- Work to be completed -
Among the entries below, find each line with "Deserialize" and show it.

(Data for review)

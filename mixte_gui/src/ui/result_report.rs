//! Results view for a calculator report
//!
//! Shows:
//! - Verdict badge
//! - Labelled values, governing ones emphasized
//! - Notes

use iced::font::Weight;
use iced::widget::{column, row, text, Column, Space};
use iced::{Alignment, Element, Font, Length};

use mixte_core::calculations::{Report, ReportLine};
use mixte_core::format::NumberFormat;

use crate::Message;
use super::shared::badge;

/// Render a calculation report
pub fn view(report: &Report, fmt: NumberFormat) -> Column<'_, Message> {
    let lines = report
        .lines
        .iter()
        .fold(column![].spacing(3), |lines, line| lines.push(view_line(line, &fmt)));

    let mut content = column![
        text(report.title.as_str()).size(14),
        Space::new().height(8),
        badge::view_badge(&report.verdict, 16.0),
        Space::new().height(12),
        lines,
    ];

    if !report.notes.is_empty() {
        content = content.push(Space::new().height(12)).push(text("Notes").size(12));
        for note in &report.notes {
            content = content.push(text(format!("- {}", note)).size(10).color([0.4, 0.4, 0.4]));
        }
    }

    content
}

fn view_line(line: &ReportLine, fmt: &NumberFormat) -> Element<'static, Message> {
    let value = text(line.value.render(fmt)).size(11);
    let value = if line.highlight {
        value.font(Font {
            weight: Weight::Bold,
            ..Font::DEFAULT
        })
    } else {
        value
    };

    row![
        text(line.label.clone()).size(11).width(Length::Fill),
        value,
    ]
    .spacing(8)
    .align_y(Alignment::Center)
    .into()
}
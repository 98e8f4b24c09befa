//! # Calculator Forms
//!
//! Each calculator declares its inputs as a list of [`FieldSpec`]s. User
//! entries arrive as raw text in a [`FormValues`] map (from GUI text inputs or
//! `--set key=value` on the command line) and are parsed here into numbers
//! and table keys.
//!
//! Parsing only checks presence and syntax. Range checks (positivity and
//! friends) belong to each input's `validate()`.
//!
//! ```rust
//! use mixte_core::forms::FormValues;
//!
//! let values = FormValues::new().with("span_mm", "6000").with("q", "2,5");
//! assert_eq!(values.number("span_mm").unwrap(), 6000.0);
//! assert_eq!(values.number("q").unwrap(), 2.5);
//! assert!(values.number("hc_mm").is_err());
//! ```

use std::collections::BTreeMap;

use serde::{Deserialize, Serialize};

use crate::calculations::{ColumnSection, FireRating, SupportType};
use crate::equations::BucklingCurve;
use crate::errors::{CalcError, CalcResult};
use crate::materials::{ConcreteClass, DeckDb, ProfileDb, SteelGrade};

/// Where the options of a choice field come from
#[derive(Debug, Clone, Copy, PartialEq, Eq, Serialize, Deserialize)]
pub enum ChoiceSource {
    Profile,
    ColumnProfile,
    SteelGrade,
    Concrete,
    Deck,
    FireRating,
    BucklingCurve,
    SupportType,
    ColumnSection,
}

impl ChoiceSource {
    /// Option values, in display order
    pub fn options(&self) -> Vec<String> {
        match self {
            ChoiceSource::Profile => ProfileDb::global().names().into_iter().map(String::from).collect(),
            ChoiceSource::ColumnProfile => {
                let db = ProfileDb::global();
                let mut names = db.names_in_family("HEB");
                names.extend(db.names_in_family("HEM"));
                names.into_iter().map(String::from).collect()
            }
            ChoiceSource::SteelGrade => SteelGrade::ALL.iter().map(|g| g.code().to_string()).collect(),
            ChoiceSource::Concrete => ConcreteClass::ALL.iter().map(|c| c.code().to_string()).collect(),
            ChoiceSource::Deck => DeckDb::global().keys().into_iter().map(String::from).collect(),
            ChoiceSource::FireRating => FireRating::ALL.iter().map(|r| r.code().to_string()).collect(),
            ChoiceSource::BucklingCurve => BucklingCurve::ALL.iter().map(|c| c.code().to_string()).collect(),
            ChoiceSource::SupportType => SupportType::ALL.iter().map(|s| s.code().to_string()).collect(),
            ChoiceSource::ColumnSection => ColumnSection::ALL.iter().map(|s| s.code().to_string()).collect(),
        }
    }
}

/// Kind of value a field accepts
#[derive(Debug, Clone, Copy, PartialEq, Eq, Serialize, Deserialize)]
pub enum FieldKind {
    Number,
    Choice(ChoiceSource),
}

/// Declaration of one form input
#[derive(Debug, Clone, Copy, PartialEq, Eq, Serialize)]
pub struct FieldSpec {
    /// Key in [`FormValues`]
    pub id: &'static str,
    pub label: &'static str,
    pub unit: &'static str,
    pub kind: FieldKind,
    /// Value used when the field is left blank (implies optional)
    pub default: Option<&'static str>,
    /// Blank is refused when true
    pub required: bool,
}

impl FieldSpec {
    pub const fn number(id: &'static str, label: &'static str, unit: &'static str) -> Self {
        Self {
            id,
            label,
            unit,
            kind: FieldKind::Number,
            default: None,
            required: true,
        }
    }

    pub const fn choice(id: &'static str, label: &'static str, source: ChoiceSource) -> Self {
        Self {
            id,
            label,
            unit: "",
            kind: FieldKind::Choice(source),
            default: None,
            required: true,
        }
    }

    /// Optional, falling back to `default` when blank
    pub const fn or_default(mut self, default: &'static str) -> Self {
        self.default = Some(default);
        self.required = false;
        self
    }

    /// Optional with no default (blank means "not checked")
    pub const fn optional(mut self) -> Self {
        self.required = false;
        self
    }

    /// Pre-filled text for a fresh form
    pub fn initial_value(&self) -> String {
        match (self.default, self.kind) {
            (Some(default), _) => default.to_string(),
            (None, FieldKind::Choice(source)) if self.required => {
                source.options().into_iter().next().unwrap_or_default()
            }
            _ => String::new(),
        }
    }
}

/// Raw text entered in a calculator form, keyed by field id
#[derive(Debug, Clone, Default, PartialEq, Eq, Serialize, Deserialize)]
#[serde(transparent)]
pub struct FormValues(BTreeMap<String, String>);

impl FormValues {
    pub fn new() -> Self {
        Self::default()
    }

    /// A form pre-filled with each field's initial value
    pub fn initial(fields: &[FieldSpec]) -> Self {
        let mut values = Self::new();
        for field in fields {
            values.set(field.id, field.initial_value());
        }
        values
    }

    pub fn with(mut self, id: impl Into<String>, value: impl Into<String>) -> Self {
        self.set(id, value);
        self
    }

    pub fn set(&mut self, id: impl Into<String>, value: impl Into<String>) {
        self.0.insert(id.into(), value.into());
    }

    /// Parse a `key=value` assignment as given on the command line
    pub fn parse_assignment(assignment: &str) -> CalcResult<(String, String)> {
        match assignment.split_once('=') {
            Some((key, value)) if !key.trim().is_empty() => {
                Ok((key.trim().to_string(), value.trim().to_string()))
            }
            _ => Err(CalcError::invalid_input(
                "assignment",
                assignment,
                "expected key=value",
            )),
        }
    }

    /// Trimmed, non-empty text of a field
    pub fn get(&self, id: &str) -> Option<&str> {
        self.0
            .get(id)
            .map(|v| v.trim())
            .filter(|v| !v.is_empty())
    }

    pub fn iter(&self) -> impl Iterator<Item = (&String, &String)> {
        self.0.iter()
    }

    /// Required number. Accepts a decimal comma.
    pub fn number(&self, id: &str) -> CalcResult<f64> {
        let raw = self.get(id).ok_or_else(|| CalcError::missing_field(id))?;
        parse_number(id, raw)
    }

    /// Optional number, `default` when blank
    pub fn number_or(&self, id: &str, default: f64) -> CalcResult<f64> {
        match self.get(id) {
            Some(raw) => parse_number(id, raw),
            None => Ok(default),
        }
    }

    /// Optional number, `None` when blank
    pub fn optional_number(&self, id: &str) -> CalcResult<Option<f64>> {
        self.get(id).map(|raw| parse_number(id, raw)).transpose()
    }

    /// Required text, typically a table key
    pub fn text(&self, id: &str) -> CalcResult<&str> {
        self.get(id).ok_or_else(|| CalcError::missing_field(id))
    }

    /// Required choice parsed with the table's own parser
    pub fn choice<T>(&self, id: &str, parse: impl FnOnce(&str) -> CalcResult<T>) -> CalcResult<T> {
        parse(self.text(id)?)
    }

    /// Optional choice, `None` when blank
    pub fn optional_choice<T>(
        &self,
        id: &str,
        parse: impl FnOnce(&str) -> CalcResult<T>,
    ) -> CalcResult<Option<T>> {
        self.get(id).map(parse).transpose()
    }

    /// Ids of required fields left blank
    pub fn missing(&self, fields: &[FieldSpec]) -> Vec<&'static str> {
        fields
            .iter()
            .filter(|f| f.required && self.get(f.id).is_none())
            .map(|f| f.id)
            .collect()
    }
}

impl<K: Into<String>, V: Into<String>> FromIterator<(K, V)> for FormValues {
    fn from_iter<I: IntoIterator<Item = (K, V)>>(iter: I) -> Self {
        let mut values = Self::new();
        for (k, v) in iter {
            values.set(k, v);
        }
        values
    }
}

fn parse_number(id: &str, raw: &str) -> CalcResult<f64> {
    raw.replace(',', ".")
        .parse::<f64>()
        .ok()
        .filter(|v| v.is_finite())
        .ok_or_else(|| CalcError::invalid_input(id, raw, "not a number"))
}

#[cfg(test)]
mod tests {
    use super::*;

    #[test]
    fn test_missing_and_blank_are_missing() {
        let values = FormValues::new().with("hc", "   ");
        assert_eq!(values.number("hc").unwrap_err(), CalcError::missing_field("hc"));
        assert_eq!(values.number("span").unwrap_err(), CalcError::missing_field("span"));
    }

    #[test]
    fn test_non_numeric_is_invalid() {
        let values = FormValues::new().with("hc", "abc").with("x", "NaN").with("y", "inf");
        assert_eq!(values.number("hc").unwrap_err().error_code(), "INVALID_INPUT");
        assert!(values.number("x").is_err());
        assert!(values.number("y").is_err());
    }

    #[test]
    fn test_optional_numbers() {
        let values = FormValues::new().with("q", "").with("med", "120,5");
        assert_eq!(values.number_or("q", 1.5).unwrap(), 1.5);
        assert_eq!(values.optional_number("med").unwrap(), Some(120.5));
        assert_eq!(values.optional_number("ved").unwrap(), None);
    }

    #[test]
    fn test_choice_uses_parser() {
        let values = FormValues::new().with("steel", "s355");
        assert_eq!(values.choice("steel", SteelGrade::from_str_flexible).unwrap(), SteelGrade::S355);
        let bad = FormValues::new().with("steel", "S100");
        assert_eq!(
            bad.choice("steel", SteelGrade::from_str_flexible).unwrap_err().error_code(),
            "MATERIAL_NOT_FOUND"
        );
    }

    #[test]
    fn test_parse_assignment() {
        assert_eq!(
            FormValues::parse_assignment("span_mm = 6000").unwrap(),
            ("span_mm".to_string(), "6000".to_string())
        );
        assert!(FormValues::parse_assignment("6000").is_err());
        assert!(FormValues::parse_assignment("=1").is_err());
    }

    #[test]
    fn test_initial_values_and_missing() {
        const FIELDS: &[FieldSpec] = &[
            FieldSpec::choice("steel", "Steel", ChoiceSource::SteelGrade),
            FieldSpec::number("span", "Span", "mm"),
            FieldSpec::number("q", "Load", "kN/m²").or_default("1.5"),
            FieldSpec::number("med", "M_Ed", "kN·m").optional(),
        ];
        let values = FormValues::initial(FIELDS);
        assert_eq!(values.get("steel"), Some("S235"));
        assert_eq!(values.get("q"), Some("1.5"));
        assert_eq!(values.missing(FIELDS), vec!["span"]);
    }

    #[test]
    fn test_from_iterator() {
        let values: FormValues = vec![("a", "1"), ("b", "2")].into_iter().collect();
        assert_eq!(values.iter().count(), 2);
    }
}
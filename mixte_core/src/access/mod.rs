//! # Access Gate
//!
//! Client-side email allow-list with a local session record.
//!
//! The allow-list is shipped base64-encoded and the session is a plain JSON
//! record in local storage. Neither is a security control: anyone able to
//! read the binary or edit the storage gets in. The gate only decides which
//! screen to show.
//!
//! ## Flow
//!
//! 1. [`AccessGate::login`] checks the email against the [`AllowList`] and
//!    writes a [`Session`] valid for 7 days.
//! 2. Every protected page calls [`AccessGate::require_session`], which
//!    returns the session or a [`Redirect`] to the login page.
//! 3. [`AccessGate::logout`] removes the record.
//!
//! ## Example
//!
//! ```rust
//! use chrono::Utc;
//! use mixte_core::access::{AccessGate, AllowList, MemoryStore};
//!
//! let allow = AllowList::new(["prof@esup.fr", "@etu.esup.fr"]);
//! let mut gate = AccessGate::new(MemoryStore::default(), allow);
//! let now = Utc::now();
//!
//! gate.login("Durand", "Marie", "Marie@ETU.esup.fr", now).unwrap();
//! let session = gate.require_session(now, "/cours/poutres/index.html").unwrap();
//! assert_eq!(session.email, "marie@etu.esup.fr");
//!
//! gate.logout().unwrap();
//! let redirect = gate.require_session(now, "/cours/poutres/index.html").unwrap_err();
//! assert_eq!(redirect.location, "../../index.html");
//! ```

pub mod allow_list;
pub mod gate;
pub mod redirect;
pub mod session;
pub mod store;

pub use allow_list::AllowList;
pub use gate::AccessGate;
pub use redirect::{login_redirect, Redirect, DEFAULT_CONTENT_ROOT, LOGIN_PAGE};
pub use session::{Session, DEFAULT_VALIDITY_DAYS};
#[cfg(not(target_arch = "wasm32"))]
pub use store::FileStore;
pub use store::{MemoryStore, SessionStore};

/// Storage key of the session record
pub const SESSION_KEY: &str = "cm_session";

/// Allow-list shipped with the course, base64 of comma-separated entries
pub const DEFAULT_ENCODED_ALLOW_LIST: &str =
    "YWRtaW5AZXN1cC5mcixwcm9mQGVzdXAuZnIsdGVzdEBleGFtcGxlLmNvbSxldHVkaWFudEBlc3VwLmZy";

(End Data for review)

- Written solution -
use serde::{Deserialize, Serialize};
#[derive(Debug, Clone, Copy, PartialEq, Eq, Serialize, Deserialize)]
#[derive(Debug, Clone, Copy, PartialEq, Eq, Serialize, Deserialize)]
#[derive(Debug, Clone, Default, PartialEq, Eq, Serialize, Deserialize)]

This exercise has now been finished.